DATA –
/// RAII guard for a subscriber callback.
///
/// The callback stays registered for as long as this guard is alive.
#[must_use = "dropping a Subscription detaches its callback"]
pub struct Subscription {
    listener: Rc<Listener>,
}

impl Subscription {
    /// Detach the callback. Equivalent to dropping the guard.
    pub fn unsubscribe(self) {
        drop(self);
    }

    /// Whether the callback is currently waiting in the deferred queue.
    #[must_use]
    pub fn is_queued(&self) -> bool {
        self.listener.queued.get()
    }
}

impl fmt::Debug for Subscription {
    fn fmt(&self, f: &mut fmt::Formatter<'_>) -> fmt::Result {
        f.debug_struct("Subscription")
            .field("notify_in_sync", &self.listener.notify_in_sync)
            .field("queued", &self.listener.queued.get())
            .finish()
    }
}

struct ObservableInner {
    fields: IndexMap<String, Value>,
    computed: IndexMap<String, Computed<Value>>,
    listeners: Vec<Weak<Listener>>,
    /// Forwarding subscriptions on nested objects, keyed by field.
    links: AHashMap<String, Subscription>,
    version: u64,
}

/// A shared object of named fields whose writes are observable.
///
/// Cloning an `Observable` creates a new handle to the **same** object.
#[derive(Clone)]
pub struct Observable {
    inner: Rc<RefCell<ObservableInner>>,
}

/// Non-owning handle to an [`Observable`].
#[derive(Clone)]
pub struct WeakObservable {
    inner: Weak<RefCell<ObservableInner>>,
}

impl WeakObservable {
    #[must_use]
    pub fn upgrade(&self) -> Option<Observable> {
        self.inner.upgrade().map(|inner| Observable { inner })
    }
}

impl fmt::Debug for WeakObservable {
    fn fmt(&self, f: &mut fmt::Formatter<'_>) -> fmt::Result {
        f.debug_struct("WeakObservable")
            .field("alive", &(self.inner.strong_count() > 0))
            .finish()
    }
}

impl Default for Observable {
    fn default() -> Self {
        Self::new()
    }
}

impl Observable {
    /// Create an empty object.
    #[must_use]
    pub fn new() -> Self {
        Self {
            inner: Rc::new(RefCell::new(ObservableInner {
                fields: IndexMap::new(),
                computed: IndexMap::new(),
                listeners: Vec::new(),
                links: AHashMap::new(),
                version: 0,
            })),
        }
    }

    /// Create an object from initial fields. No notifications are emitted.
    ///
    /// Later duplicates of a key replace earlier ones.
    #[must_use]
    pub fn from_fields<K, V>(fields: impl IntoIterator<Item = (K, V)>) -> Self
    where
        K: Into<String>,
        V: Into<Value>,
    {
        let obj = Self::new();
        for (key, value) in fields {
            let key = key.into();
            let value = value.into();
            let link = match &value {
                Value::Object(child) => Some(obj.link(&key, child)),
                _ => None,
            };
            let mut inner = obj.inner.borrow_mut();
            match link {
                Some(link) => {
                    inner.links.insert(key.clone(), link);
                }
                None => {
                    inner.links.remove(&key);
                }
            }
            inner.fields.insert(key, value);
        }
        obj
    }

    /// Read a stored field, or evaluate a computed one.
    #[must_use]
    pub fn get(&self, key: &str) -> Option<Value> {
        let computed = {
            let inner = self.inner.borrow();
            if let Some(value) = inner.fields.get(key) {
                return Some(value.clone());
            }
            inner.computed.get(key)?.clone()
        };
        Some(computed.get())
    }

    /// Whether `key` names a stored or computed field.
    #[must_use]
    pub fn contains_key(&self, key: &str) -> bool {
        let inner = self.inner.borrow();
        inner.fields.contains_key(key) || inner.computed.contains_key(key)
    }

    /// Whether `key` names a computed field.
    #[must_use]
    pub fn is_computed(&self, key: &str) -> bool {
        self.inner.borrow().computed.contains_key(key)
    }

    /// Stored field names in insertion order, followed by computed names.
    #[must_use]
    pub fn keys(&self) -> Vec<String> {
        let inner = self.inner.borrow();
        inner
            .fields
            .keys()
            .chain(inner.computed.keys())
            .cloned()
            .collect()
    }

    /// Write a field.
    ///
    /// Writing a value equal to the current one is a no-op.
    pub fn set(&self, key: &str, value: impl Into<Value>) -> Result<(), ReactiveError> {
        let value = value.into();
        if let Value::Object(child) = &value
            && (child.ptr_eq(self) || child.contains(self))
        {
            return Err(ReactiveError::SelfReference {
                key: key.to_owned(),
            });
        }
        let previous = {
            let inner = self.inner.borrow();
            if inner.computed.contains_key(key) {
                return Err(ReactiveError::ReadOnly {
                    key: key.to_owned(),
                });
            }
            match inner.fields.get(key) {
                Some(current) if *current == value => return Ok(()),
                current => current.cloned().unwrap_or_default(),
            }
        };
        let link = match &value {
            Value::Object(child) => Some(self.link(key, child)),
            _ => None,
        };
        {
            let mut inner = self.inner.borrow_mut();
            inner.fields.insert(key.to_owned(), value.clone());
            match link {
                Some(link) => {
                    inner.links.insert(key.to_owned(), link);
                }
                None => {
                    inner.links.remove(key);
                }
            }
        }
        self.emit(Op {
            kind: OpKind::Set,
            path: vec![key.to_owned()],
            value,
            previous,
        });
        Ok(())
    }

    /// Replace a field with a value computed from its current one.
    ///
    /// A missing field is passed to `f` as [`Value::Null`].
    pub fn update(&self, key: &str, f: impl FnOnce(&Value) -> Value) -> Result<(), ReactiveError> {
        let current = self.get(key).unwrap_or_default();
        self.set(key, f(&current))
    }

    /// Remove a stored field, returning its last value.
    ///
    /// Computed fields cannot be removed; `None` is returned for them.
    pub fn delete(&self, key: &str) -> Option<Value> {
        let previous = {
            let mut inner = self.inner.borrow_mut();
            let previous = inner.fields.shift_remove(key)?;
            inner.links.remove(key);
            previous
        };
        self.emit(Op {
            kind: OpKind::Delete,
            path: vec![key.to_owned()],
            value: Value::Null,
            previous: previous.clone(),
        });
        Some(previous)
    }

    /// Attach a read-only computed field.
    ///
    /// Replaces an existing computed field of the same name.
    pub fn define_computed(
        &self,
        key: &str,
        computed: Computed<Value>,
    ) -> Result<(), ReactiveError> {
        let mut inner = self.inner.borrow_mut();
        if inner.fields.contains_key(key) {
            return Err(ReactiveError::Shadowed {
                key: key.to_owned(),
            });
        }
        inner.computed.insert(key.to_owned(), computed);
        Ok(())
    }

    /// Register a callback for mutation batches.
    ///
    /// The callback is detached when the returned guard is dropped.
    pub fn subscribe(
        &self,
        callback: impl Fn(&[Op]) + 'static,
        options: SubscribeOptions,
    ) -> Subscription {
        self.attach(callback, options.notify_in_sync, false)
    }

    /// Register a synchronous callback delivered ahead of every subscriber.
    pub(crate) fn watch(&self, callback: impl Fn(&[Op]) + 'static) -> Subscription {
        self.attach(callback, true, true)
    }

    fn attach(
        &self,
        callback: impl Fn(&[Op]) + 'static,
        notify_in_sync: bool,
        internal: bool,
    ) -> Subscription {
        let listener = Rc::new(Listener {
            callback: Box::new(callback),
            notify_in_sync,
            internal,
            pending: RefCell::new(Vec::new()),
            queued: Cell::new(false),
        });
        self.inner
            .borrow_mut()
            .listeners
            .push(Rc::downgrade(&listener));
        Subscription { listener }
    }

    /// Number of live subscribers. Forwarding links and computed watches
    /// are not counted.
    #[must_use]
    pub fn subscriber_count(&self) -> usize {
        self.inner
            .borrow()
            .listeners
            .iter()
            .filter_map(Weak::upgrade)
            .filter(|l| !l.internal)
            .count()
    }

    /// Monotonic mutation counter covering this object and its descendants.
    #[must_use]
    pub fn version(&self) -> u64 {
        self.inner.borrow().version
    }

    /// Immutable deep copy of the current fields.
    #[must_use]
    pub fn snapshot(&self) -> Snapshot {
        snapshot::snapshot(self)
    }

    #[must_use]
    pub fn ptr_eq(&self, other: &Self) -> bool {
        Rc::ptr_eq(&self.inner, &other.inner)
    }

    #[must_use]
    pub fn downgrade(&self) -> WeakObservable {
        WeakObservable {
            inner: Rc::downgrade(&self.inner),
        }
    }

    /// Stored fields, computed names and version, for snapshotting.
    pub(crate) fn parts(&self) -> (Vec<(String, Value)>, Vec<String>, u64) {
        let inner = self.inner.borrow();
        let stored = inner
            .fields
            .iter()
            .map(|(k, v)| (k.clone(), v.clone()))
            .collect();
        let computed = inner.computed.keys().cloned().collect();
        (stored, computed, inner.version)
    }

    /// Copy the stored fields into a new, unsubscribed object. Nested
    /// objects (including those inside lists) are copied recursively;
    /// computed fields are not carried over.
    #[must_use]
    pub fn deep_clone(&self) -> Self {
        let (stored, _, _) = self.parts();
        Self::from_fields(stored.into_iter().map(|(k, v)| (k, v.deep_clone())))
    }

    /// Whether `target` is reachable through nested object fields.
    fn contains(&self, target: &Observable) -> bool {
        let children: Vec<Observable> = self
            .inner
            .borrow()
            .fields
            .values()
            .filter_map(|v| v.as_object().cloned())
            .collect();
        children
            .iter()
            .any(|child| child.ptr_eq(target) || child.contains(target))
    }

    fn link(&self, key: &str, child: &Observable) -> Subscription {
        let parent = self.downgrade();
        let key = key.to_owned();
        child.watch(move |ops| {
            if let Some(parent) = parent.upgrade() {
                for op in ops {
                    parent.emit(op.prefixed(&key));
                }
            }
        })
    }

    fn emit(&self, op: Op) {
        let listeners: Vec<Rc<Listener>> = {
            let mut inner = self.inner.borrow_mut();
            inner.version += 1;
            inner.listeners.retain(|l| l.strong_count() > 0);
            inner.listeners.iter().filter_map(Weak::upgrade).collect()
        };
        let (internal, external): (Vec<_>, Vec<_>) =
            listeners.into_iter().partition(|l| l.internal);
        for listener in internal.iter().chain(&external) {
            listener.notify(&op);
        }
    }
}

TASK BRIEF –
Number of lines containing "collect" in the data: state it and nothing more.

RESULT OF THIS EXERCISE –
5